The United Nations Environment Programme (UNEP) offers a clear roadmap. Their recommendations include establishing standardized procedures for measuring AI’s impact, developing regulations that mandate corporate disclosure of direct environmental consequences, encouraging tech companies to create more efficient algorithms and recycle resources, greening data centers with renewable energy, and weaving AI policies into broader environmental governance frameworks.
Sustainable AI in Africa
This global conversation finds a critical focal point in Africa. As international tech companies like Microsoft announce plans to construct and expand data centers across the continent to tap into rising cloud computing demand, a crucial question emerges. While AI systems power global industries, who bears the environmental cost? The carbon and water footprints of these data centers will increasingly be felt in African nations.
Kenya has emerged as a leading voice in calling for accountability. At the United Nations Environment Assembly, Kenya submitted a resolution demanding the world account for the environmental costs of AI infrastructure. The resolution advocates for environmentally sustainable AI across Africa, emphasizing integrated renewable energy, reduced water consumption, and strict adherence to environmental and social governance practices. For Africa, the central challenge is scaling data centres without straining the environment. Any AI expansion must be sustainable, ensuring the technology is “green by design.”
Achieving this requires clear regulatory standards from the outset. New policies must prevent inefficient or unsustainable infrastructure from entering the market by setting benchmarks for energy use, cooling efficiency, and water management for all new AI and data centre projects. For existing facilities, a compliance timeline would allow operators to upgrade systems, adopt renewables, and improve efficiency without abrupt disruption.
However, a review of AI policy ambitions across Africa reveals a concerning gap. An analysis of 14 national AI strategies shows that while most countries plan to increase data processing for AI development, only six mention energy concerns.

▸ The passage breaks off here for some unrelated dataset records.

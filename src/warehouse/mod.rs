use std::{fmt::Display, str::FromStr, sync::Arc};

use serde::{Deserialize, Serialize};
use tracing::{debug, info};

use crate::{
    CloudError,
    auth::{SessionContext, session::Session},
    errors::ErrorKind,
    error,
    http::{self, Request, client::CloudHttpClient, url::encode_segment},
    retry::RetryPolicy,
    this_errors,
};

#[derive(Deserialize, Serialize, Clone, Copy, Debug, PartialEq, Eq, Default)]
pub enum WarehouseSize {
    XSmall,
    Small,
    Medium,
    Large,
    XLarge,
    XXLarge,
    XXXLarge,
    #[default]
    #[serde(other)]
    Unknown,
}

impl WarehouseSize {
    pub fn as_str(&self) -> &'static str {
        match self {
            WarehouseSize::XSmall => "XSmall",
            WarehouseSize::Small => "Small",
            WarehouseSize::Medium => "Medium",
            WarehouseSize::Large => "Large",
            WarehouseSize::XLarge => "XLarge",
            WarehouseSize::XXLarge => "XXLarge",
            WarehouseSize::XXXLarge => "XXXLarge",
            WarehouseSize::Unknown => "Unknown",
        }
    }
}

impl Display for WarehouseSize {
    fn fmt(&self, f: &mut std::fmt::Formatter<'_>) -> std::fmt::Result {
        f.write_str(self.as_str())
    }
}

impl FromStr for WarehouseSize {
    type Err = CloudError;

    fn from_str(s: &str) -> Result<Self, Self::Err> {
        let size = match s.to_ascii_lowercase().as_str() {
            "xsmall" => WarehouseSize::XSmall,
            "small" => WarehouseSize::Small,
            "medium" => WarehouseSize::Medium,
            "large" => WarehouseSize::Large,
            "xlarge" => WarehouseSize::XLarge,
            "xxlarge" => WarehouseSize::XXLarge,
            "xxxlarge" => WarehouseSize::XXXLarge,
            _ => {
                return Err(error!(
                    kind = ErrorKind::BadRequest,
                    "unknown warehouse size {:?}",
                    s
                ));
            }
        };
        Ok(size)
    }
}

#[derive(Deserialize, Serialize, Clone, Copy, Debug, PartialEq, Eq, Default)]
pub enum WarehouseState {
    Starting,
    Running,
    Suspending,
    Suspended,
    #[default]
    #[serde(other)]
    Unknown,
}

impl Display for WarehouseState {
    fn fmt(&self, f: &mut std::fmt::Formatter<'_>) -> std::fmt::Result {
        write!(f, "{:?}", self)
    }
}

/// A snapshot of a warehouse. Never cached: the server changes it out of band.
#[derive(Deserialize, Clone, Debug, PartialEq, Eq)]
#[serde(rename_all = "camelCase")]
pub struct WarehouseStatus {
    #[serde(rename = "id", default)]
    pub name: String,
    #[serde(default)]
    pub size: WarehouseSize,
    #[serde(default)]
    pub state: WarehouseState,
    #[serde(default)]
    pub ready_instances: u64,
    #[serde(default)]
    pub total_instances: u64,
}

impl Display for WarehouseStatus {
    fn fmt(&self, f: &mut std::fmt::Formatter<'_>) -> std::fmt::Result {
        write!(f, "{}({}):{}", self.name, self.size, self.state)
    }
}

#[derive(Serialize, Debug)]
struct CreateWarehouseRequest<'a> {
    name: &'a str,
    size: &'a str,
}

/// Reads and drives the state of named warehouses in an org.
pub struct WarehouseController<C: CloudHttpClient> {
    session: Arc<Session<C>>,
}

impl<C: CloudHttpClient> Clone for WarehouseController<C> {
    fn clone(&self) -> Self {
        Self {
            session: self.session.clone(),
        }
    }
}

impl<C: CloudHttpClient> WarehouseController<C> {
    pub fn new(session: Arc<Session<C>>) -> Self {
        Self { session }
    }

    fn collection_path(ctx: &SessionContext) -> String {
        format!("/api/v1/orgs/{}/tenant/warehouses", encode_segment(ctx.org()))
    }

    fn item_path(ctx: &SessionContext, name: &str) -> String {
        format!("{}/{}", Self::collection_path(ctx), encode_segment(name))
    }

    pub async fn list(&self, ctx: &SessionContext) -> Result<Vec<WarehouseStatus>, CloudError> {
        let resp = self
            .session
            .call::<http::GenericResponse<Vec<WarehouseStatus>>>(&Request::get(
                Self::collection_path(ctx),
            ))
            .await?;
        Ok(resp.data)
    }

    /// Fails with [`ErrorKind::NotFound`] when the warehouse does not exist.
    pub async fn view(&self, ctx: &SessionContext, name: &str) -> Result<WarehouseStatus, CloudError> {
        let resp = self
            .session
            .call::<http::GenericResponse<WarehouseStatus>>(&Request::get(Self::item_path(
                ctx, name,
            )))
            .await?;
        Ok(resp.data)
    }

    /// Asks the server to start the warehouse. Does not wait.
    pub async fn resume(&self, ctx: &SessionContext, name: &str) -> Result<(), CloudError> {
        let path = format!("{}/resume", Self::item_path(ctx, name));
        self.session.call_ack(&Request::post(path, None)).await?;
        info!(warehouse = name, "resume requested");
        Ok(())
    }

    pub async fn suspend(&self, ctx: &SessionContext, name: &str) -> Result<(), CloudError> {
        let path = format!("{}/suspend", Self::item_path(ctx, name));
        self.session.call_ack(&Request::post(path, None)).await?;
        info!(warehouse = name, "suspend requested");
        Ok(())
    }

    pub async fn create(
        &self,
        ctx: &SessionContext,
        name: &str,
        size: WarehouseSize,
    ) -> Result<(), CloudError> {
        let body = this_errors!(
            "failed to serialise create warehouse body",
            serde_json::to_value(CreateWarehouseRequest {
                name,
                size: size.as_str(),
            })
        );
        self.session
            .call_ack(&Request::post(Self::collection_path(ctx), Some(body)))
            .await?;
        info!(warehouse = name, size = size.as_str(), "warehouse created");
        Ok(())
    }

    pub async fn delete(&self, ctx: &SessionContext, name: &str) -> Result<(), CloudError> {
        self.session
            .call_ack(&Request::delete(Self::item_path(ctx, name)))
            .await?;
        info!(warehouse = name, "warehouse deleted");
        Ok(())
    }

    /// Resumes the warehouse, then polls it until it is running.
    ///
    /// Polls exactly `policy.max_attempts` times at most, sleeping
    /// `policy.delay` between polls, and fails with [`ErrorKind::Timeout`]
    /// when the budget runs out. A failing poll is returned as is.
    pub async fn resume_and_wait(
        &self,
        ctx: &SessionContext,
        name: &str,
        policy: RetryPolicy,
    ) -> Result<WarehouseStatus, CloudError> {
        self.resume(ctx, name).await?;
        self.wait_running(ctx, name, policy).await
    }

    pub async fn create_and_wait(
        &self,
        ctx: &SessionContext,
        name: &str,
        size: WarehouseSize,
        policy: RetryPolicy,
    ) -> Result<WarehouseStatus, CloudError> {
        self.create(ctx, name, size).await?;
        self.resume_and_wait(ctx, name, policy).await
    }

    async fn wait_running(
        &self,
        ctx: &SessionContext,
        name: &str,
        policy: RetryPolicy,
    ) -> Result<WarehouseStatus, CloudError> {
        let clock = self.session.clock();
        let attempts = policy.attempts();
        let mut last_state = WarehouseState::Unknown;

        for attempt in 1..=attempts {
            let status = self.view(ctx, name).await?;
            debug!(warehouse = name, attempt, state = %status.state, "polled warehouse");

            if status.state == WarehouseState::Running {
                return Ok(status);
            }
            last_state = status.state;

            if attempt < attempts {
                clock.sleep(policy.delay).await;
            }
        }

        Err(error!(
            kind = ErrorKind::Timeout,
            "warehouse {} is not running after {} polls, state is {}",
            name,
            attempts,
            last_state
        )
        .with_hint("the warehouse may still be starting, please try again."))
    }
}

Even fewer—just three—acknowledge the environmental consequences. The African Union Continental AI Strategy notes the threat data centre cooling poses to water-scarce regions, and Kenya’s strategy highlights the long-term environmental impacts on natural resources. Yet concrete plans to address these issues are scarce, with Senegal being a notable exception for proposing to integrate AI’s environmental impact into its environmental code.

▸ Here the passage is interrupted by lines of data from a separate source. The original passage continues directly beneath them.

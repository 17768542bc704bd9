pub mod protocol;
pub mod query;
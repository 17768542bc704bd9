use std::time::Duration;

use chrono::{DateTime, Utc};
use futures_util::future::BoxFuture;

/// Source of time for token expiry checks and retry delays.
///
/// Swapped out in tests so that polling and back-off run without waiting.
pub trait Clock: Send + Sync + 'static {
    fn now(&self) -> DateTime<Utc>;

    fn sleep(&self, duration: Duration) -> BoxFuture<'static, ()>;
}

#[derive(Clone, Copy, Debug, Default)]
pub struct SystemClock;

impl Clock for SystemClock {
    fn now(&self) -> DateTime<Utc> {
        Utc::now()
    }

    fn sleep(&self, duration: Duration) -> BoxFuture<'static, ()> {
        Box::pin(tokio::time::sleep(duration))
    }
}
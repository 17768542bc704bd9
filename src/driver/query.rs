use serde::{Deserialize, Deserializer, Serialize};
use serde_json::Value;

use crate::{CloudError, errors::ErrorKind, error};

pub(crate) static QUERY_PATH: &str = "/v1/query";

/// Query-level error kind the server reports while a cold warehouse starts.
pub const PROVISION_WAREHOUSE_TIMEOUT: &str = "ProvisionWarehouseTimeout";

#[derive(Serialize, Debug, Clone)]
pub(crate) struct QueryRequest<'a> {
    pub sql: &'a str,
}

#[derive(Deserialize, Debug, Clone, Default, PartialEq)]
pub struct ScanProgress {
    #[serde(default)]
    pub bytes: u64,
    #[serde(default)]
    pub rows: u64,
}

#[derive(Deserialize, Debug, Clone, Default, PartialEq)]
pub struct QueryStats {
    #[serde(default)]
    pub running_time_ms: f64,
    #[serde(default, deserialize_with = "null_as_default")]
    pub scan_progress: ScanProgress,
}

#[derive(Deserialize, Debug, Clone, PartialEq)]
pub struct SchemaField {
    pub name: String,
    #[serde(default)]
    pub data_type: Value,
}

#[derive(Deserialize, Debug, Clone, PartialEq)]
pub struct QueryError {
    #[serde(default)]
    pub code: i64,
    #[serde(default)]
    pub kind: String,
    #[serde(default)]
    pub message: String,
}

impl QueryError {
    pub fn error_kind(&self) -> ErrorKind {
        if self.kind == PROVISION_WAREHOUSE_TIMEOUT {
            ErrorKind::ProvisioningInProgress
        } else {
            ErrorKind::QueryFailed
        }
    }

    pub(crate) fn into_error(self, warehouse: &str, query_id: &str) -> CloudError {
        error!(
            kind = self.error_kind(),
            "query {} on warehouse {} has error: [{}] {}: {}",
            if query_id.is_empty() { "<unassigned>" } else { query_id },
            warehouse,
            self.code,
            self.kind,
            self.message
        )
    }
}

/// One page of a query result.
#[derive(Deserialize, Debug, Clone, Default)]
pub struct QueryResponse {
    #[serde(default)]
    pub id: String,
    #[serde(default)]
    pub state: String,
    #[serde(default, deserialize_with = "null_as_default")]
    pub data: Vec<Vec<Value>>,
    #[serde(default, deserialize_with = "schema_fields")]
    pub schema: Vec<SchemaField>,
    #[serde(default, deserialize_with = "null_as_default")]
    pub stats: QueryStats,
    #[serde(default)]
    pub next_uri: Option<String>,
    #[serde(default)]
    pub final_uri: Option<String>,
    #[serde(default)]
    pub stats_uri: Option<String>,
    #[serde(default)]
    pub error: Option<QueryError>,
}

impl QueryResponse {
    /// The continuation pointer, treating an empty string as absent.
    pub fn next_uri(&self) -> Option<&str> {
        self.next_uri.as_deref().filter(|u| !u.is_empty())
    }
}

fn null_as_default<'de, D, T>(deserializer: D) -> Result<T, D::Error>
where
    D: Deserializer<'de>,
    T: Default + Deserialize<'de>,
{
    Ok(Option::<T>::deserialize(deserializer)?.unwrap_or_default())
}

// The schema arrives either as `{"fields": [...]}` or as a bare list.
fn schema_fields<'de, D>(deserializer: D) -> Result<Vec<SchemaField>, D::Error>
where
    D: Deserializer<'de>,
{
    #[derive(Deserialize)]
    #[serde(untagged)]
    enum Schema {
        Wrapped {
            #[serde(default)]
            fields: Vec<SchemaField>,
        },
        Bare(Vec<SchemaField>),
    }

    Ok(match Option::<Schema>::deserialize(deserializer)? {
        Some(Schema::Wrapped { fields }) => fields,
        Some(Schema::Bare(fields)) => fields,
        None => Vec::new(),
    })
}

As these national strategies form the foundation for future regulatory roadmaps and policymaking, it is crucial that African countries keenly consider the full environmental lifecycle of AI. The next phase must definitively address how cloud service providers and data center operators will be guided toward sustainable AI development. The continent has the opportunity to leapfrog outdated, wasteful practices and build a digital future that is both innovative and inherently sustainable, setting a global standard for balancing technological ambition with planetary responsibility.